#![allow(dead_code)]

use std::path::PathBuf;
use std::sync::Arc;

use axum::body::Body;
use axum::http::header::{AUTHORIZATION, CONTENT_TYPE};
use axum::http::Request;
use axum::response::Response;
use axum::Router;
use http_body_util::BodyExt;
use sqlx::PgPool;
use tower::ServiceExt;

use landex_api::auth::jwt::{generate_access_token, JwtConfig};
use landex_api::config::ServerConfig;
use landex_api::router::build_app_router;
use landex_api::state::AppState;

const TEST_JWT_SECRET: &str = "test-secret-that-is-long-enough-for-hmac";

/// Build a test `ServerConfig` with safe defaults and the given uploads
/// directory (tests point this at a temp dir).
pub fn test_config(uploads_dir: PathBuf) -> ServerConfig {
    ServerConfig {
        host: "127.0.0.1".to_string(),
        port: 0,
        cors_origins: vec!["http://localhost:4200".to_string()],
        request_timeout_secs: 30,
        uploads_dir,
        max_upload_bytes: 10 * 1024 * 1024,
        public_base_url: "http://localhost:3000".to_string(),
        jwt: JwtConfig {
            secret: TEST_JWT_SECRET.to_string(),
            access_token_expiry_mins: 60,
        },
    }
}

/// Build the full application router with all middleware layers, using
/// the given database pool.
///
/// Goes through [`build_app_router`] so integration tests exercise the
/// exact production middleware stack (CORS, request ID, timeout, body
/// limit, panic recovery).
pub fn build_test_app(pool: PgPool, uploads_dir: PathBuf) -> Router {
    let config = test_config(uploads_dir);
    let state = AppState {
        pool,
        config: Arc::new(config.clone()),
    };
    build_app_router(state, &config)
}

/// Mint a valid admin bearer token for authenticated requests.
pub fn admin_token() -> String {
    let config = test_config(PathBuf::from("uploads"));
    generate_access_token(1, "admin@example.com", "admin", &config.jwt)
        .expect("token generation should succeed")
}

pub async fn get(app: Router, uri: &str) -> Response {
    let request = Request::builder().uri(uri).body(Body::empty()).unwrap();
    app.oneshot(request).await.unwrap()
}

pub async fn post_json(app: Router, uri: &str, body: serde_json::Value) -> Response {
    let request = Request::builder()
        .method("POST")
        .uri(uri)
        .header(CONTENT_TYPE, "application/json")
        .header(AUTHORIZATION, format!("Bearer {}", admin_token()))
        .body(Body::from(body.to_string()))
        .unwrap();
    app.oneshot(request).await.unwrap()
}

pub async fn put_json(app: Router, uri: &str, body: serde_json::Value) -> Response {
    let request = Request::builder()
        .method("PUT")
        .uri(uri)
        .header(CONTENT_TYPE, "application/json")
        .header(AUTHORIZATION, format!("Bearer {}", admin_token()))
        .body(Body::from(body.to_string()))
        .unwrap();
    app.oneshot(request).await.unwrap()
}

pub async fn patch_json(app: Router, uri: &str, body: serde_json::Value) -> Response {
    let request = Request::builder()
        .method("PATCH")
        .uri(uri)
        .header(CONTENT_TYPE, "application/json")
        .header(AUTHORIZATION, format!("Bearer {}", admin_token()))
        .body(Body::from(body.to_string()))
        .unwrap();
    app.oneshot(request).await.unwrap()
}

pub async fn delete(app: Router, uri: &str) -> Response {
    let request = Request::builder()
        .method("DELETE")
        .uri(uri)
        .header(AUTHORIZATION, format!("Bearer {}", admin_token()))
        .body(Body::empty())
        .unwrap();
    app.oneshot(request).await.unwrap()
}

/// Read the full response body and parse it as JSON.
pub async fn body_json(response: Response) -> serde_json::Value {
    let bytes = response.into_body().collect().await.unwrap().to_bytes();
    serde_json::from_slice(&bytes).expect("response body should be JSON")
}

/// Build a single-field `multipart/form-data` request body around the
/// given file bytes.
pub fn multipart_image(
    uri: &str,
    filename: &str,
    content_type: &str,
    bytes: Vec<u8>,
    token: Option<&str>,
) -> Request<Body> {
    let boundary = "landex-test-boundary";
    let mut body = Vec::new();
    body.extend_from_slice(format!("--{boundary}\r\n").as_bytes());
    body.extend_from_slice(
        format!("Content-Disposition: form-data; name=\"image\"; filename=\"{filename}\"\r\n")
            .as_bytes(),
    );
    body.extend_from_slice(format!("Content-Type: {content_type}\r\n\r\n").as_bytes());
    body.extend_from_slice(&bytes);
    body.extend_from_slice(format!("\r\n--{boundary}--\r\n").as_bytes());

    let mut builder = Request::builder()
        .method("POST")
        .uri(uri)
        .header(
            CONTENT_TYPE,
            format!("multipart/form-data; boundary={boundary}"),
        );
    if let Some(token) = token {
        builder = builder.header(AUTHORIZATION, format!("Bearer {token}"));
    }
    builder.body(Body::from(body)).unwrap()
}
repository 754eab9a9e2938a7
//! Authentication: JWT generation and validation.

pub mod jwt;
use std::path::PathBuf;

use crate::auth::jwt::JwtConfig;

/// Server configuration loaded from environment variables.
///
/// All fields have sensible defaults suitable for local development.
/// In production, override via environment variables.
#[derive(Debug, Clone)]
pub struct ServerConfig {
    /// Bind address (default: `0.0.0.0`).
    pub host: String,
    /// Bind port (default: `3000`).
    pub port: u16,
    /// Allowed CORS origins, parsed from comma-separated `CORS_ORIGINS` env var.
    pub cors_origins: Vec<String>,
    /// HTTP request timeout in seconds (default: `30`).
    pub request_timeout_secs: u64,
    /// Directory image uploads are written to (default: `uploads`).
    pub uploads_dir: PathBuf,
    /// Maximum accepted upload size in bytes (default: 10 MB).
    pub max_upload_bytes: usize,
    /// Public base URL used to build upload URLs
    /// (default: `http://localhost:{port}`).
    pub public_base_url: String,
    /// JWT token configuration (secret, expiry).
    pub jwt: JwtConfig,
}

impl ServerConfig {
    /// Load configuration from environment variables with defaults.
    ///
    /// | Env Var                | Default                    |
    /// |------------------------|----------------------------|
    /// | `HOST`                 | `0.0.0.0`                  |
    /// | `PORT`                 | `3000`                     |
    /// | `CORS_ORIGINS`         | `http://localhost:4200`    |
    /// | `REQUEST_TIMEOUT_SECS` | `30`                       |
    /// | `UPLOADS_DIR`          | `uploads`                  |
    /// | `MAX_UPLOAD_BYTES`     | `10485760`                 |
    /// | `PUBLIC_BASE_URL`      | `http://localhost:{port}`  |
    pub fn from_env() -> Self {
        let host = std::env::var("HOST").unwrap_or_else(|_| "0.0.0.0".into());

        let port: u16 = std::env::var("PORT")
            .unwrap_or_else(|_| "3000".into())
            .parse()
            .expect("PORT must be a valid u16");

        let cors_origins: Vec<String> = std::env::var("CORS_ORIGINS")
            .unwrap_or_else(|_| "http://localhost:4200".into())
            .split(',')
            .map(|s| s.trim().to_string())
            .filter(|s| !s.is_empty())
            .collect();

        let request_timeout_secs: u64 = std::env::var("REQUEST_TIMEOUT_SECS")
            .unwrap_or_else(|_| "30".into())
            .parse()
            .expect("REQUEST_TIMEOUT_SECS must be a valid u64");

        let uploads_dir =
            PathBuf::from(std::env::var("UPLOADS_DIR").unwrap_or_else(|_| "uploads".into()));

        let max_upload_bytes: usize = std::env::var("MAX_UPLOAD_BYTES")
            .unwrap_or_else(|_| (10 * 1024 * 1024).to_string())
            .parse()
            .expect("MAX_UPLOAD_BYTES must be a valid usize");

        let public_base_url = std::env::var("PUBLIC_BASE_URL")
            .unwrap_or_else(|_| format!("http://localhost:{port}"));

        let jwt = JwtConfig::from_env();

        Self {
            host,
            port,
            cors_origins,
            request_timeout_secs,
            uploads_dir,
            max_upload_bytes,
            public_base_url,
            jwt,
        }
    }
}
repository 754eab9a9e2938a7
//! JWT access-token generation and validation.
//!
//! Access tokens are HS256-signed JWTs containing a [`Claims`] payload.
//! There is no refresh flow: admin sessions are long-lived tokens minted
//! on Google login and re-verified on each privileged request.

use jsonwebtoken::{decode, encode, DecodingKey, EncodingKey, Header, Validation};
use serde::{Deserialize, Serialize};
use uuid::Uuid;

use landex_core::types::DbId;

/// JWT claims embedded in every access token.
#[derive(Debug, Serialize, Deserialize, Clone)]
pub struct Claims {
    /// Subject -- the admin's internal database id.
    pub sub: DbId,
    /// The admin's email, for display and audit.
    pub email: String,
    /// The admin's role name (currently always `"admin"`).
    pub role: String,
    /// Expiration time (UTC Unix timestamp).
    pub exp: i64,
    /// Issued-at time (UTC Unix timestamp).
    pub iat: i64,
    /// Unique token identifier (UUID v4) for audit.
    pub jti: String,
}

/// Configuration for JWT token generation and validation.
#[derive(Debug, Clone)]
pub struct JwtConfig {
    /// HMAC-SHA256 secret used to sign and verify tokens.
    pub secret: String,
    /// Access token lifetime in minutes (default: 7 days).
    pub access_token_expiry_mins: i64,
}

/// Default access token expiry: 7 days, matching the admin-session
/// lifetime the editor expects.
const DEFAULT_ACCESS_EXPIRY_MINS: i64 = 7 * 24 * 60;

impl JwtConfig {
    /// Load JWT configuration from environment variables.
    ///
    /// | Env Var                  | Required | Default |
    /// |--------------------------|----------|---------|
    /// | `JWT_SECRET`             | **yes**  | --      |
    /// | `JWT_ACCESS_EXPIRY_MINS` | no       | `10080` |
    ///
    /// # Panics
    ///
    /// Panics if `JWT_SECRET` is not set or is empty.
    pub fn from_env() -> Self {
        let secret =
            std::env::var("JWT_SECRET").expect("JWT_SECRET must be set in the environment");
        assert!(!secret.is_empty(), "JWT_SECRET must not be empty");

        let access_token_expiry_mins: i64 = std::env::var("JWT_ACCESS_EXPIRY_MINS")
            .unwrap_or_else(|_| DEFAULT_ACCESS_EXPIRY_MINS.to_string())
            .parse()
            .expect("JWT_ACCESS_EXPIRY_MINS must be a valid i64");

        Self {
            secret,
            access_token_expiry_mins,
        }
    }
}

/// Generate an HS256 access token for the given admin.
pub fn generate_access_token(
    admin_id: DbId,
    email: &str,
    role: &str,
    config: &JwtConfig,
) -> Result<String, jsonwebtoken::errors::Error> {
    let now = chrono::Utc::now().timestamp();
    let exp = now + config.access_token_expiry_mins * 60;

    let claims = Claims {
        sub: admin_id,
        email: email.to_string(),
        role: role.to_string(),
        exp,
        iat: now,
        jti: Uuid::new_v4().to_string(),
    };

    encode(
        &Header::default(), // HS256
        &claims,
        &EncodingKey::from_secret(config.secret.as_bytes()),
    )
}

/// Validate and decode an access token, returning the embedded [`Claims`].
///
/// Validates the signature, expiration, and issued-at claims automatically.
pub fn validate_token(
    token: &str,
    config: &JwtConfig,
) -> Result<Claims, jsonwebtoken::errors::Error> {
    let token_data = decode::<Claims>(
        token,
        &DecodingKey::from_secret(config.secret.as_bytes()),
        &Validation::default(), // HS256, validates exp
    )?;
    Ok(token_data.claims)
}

...

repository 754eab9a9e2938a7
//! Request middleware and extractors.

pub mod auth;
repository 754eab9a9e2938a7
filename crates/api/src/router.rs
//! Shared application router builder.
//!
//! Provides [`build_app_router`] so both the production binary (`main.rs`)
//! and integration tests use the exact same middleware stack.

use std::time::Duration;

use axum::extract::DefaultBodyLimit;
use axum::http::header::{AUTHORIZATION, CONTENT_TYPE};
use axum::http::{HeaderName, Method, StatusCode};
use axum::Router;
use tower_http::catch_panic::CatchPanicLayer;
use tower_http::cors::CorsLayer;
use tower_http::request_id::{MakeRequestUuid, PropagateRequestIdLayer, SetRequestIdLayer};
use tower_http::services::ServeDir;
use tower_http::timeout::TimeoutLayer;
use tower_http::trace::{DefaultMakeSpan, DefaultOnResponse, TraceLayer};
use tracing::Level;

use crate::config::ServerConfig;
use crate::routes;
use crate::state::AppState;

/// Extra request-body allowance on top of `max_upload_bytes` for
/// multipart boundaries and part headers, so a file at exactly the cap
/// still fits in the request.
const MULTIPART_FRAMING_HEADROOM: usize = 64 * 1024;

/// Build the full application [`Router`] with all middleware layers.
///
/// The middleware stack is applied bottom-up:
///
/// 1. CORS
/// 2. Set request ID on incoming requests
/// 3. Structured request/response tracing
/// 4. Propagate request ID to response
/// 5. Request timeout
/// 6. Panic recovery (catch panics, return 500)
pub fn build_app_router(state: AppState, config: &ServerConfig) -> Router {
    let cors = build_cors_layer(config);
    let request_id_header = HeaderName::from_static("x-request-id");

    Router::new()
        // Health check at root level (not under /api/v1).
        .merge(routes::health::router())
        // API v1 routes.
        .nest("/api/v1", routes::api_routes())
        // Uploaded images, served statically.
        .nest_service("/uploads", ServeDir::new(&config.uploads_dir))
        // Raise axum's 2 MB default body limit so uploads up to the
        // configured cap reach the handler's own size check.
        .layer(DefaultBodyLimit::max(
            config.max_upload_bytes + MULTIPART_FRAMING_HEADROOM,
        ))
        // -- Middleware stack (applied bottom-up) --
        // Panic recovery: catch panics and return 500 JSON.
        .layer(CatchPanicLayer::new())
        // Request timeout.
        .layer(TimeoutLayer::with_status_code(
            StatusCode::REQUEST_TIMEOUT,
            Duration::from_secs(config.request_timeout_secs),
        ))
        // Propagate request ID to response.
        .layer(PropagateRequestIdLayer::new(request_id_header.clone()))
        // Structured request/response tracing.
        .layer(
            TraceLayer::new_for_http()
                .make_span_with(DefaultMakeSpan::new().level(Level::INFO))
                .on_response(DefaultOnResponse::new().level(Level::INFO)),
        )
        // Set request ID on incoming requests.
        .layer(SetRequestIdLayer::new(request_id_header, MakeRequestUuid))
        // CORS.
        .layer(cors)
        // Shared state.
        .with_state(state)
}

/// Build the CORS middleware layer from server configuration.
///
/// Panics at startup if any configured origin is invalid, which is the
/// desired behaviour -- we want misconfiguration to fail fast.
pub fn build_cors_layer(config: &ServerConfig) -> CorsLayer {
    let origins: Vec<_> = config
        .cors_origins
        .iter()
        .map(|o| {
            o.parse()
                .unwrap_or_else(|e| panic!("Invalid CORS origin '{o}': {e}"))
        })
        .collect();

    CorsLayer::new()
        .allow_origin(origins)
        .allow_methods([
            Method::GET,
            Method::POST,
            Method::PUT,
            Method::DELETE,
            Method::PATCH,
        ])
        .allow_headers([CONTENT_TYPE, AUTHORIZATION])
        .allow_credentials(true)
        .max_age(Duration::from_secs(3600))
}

--

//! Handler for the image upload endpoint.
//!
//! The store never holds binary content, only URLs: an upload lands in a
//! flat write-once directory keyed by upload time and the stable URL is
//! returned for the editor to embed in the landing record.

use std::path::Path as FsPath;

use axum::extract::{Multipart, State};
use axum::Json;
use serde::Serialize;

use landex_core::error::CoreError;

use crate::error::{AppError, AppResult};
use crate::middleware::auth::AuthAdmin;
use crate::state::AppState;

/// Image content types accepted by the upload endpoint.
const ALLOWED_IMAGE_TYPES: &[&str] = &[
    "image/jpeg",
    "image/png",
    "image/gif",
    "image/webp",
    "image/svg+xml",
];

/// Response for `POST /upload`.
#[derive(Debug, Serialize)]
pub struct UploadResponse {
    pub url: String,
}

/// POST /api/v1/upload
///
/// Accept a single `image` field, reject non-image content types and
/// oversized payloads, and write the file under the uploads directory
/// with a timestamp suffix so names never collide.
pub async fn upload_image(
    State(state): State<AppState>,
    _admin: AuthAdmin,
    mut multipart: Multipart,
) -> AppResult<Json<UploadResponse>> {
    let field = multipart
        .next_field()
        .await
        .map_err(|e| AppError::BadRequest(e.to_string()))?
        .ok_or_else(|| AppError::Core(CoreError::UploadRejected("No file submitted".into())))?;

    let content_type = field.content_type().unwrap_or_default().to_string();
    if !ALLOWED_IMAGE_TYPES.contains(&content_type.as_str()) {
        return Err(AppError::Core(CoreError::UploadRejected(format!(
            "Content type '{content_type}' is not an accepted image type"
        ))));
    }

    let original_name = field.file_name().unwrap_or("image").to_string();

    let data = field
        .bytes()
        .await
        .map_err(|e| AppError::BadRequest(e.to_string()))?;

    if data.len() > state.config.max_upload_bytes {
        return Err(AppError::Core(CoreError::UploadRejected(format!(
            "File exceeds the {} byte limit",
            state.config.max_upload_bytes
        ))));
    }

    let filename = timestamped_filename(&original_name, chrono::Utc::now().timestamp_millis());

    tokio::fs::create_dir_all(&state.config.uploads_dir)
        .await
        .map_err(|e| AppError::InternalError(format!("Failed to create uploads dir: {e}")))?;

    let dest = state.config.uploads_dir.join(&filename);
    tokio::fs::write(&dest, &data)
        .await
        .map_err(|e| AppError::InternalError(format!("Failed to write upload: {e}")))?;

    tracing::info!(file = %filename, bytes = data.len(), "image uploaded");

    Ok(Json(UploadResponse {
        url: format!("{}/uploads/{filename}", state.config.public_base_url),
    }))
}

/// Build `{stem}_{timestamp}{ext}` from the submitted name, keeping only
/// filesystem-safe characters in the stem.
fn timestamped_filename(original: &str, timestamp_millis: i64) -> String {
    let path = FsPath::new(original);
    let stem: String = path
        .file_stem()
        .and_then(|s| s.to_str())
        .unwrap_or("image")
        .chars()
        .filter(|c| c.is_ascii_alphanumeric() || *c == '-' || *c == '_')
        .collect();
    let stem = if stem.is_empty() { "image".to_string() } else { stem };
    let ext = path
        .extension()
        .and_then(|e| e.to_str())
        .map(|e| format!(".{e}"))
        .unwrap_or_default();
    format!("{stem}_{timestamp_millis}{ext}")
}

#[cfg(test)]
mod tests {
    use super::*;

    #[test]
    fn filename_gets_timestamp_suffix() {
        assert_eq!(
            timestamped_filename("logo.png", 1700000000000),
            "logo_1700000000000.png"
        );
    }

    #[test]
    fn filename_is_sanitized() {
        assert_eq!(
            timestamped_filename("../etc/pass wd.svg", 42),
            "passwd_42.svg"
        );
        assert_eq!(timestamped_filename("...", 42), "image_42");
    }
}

- _Activity_
Select all lines in the listing above where the word "environment" appears, and show them.

- _Response area_
/// Server configuration loaded from environment variables.
/// In production, override via environment variables.
    /// Load configuration from environment variables with defaults.
    /// Load JWT configuration from environment variables.
            std::env::var("JWT_SECRET").expect("JWT_SECRET must be set in the environment");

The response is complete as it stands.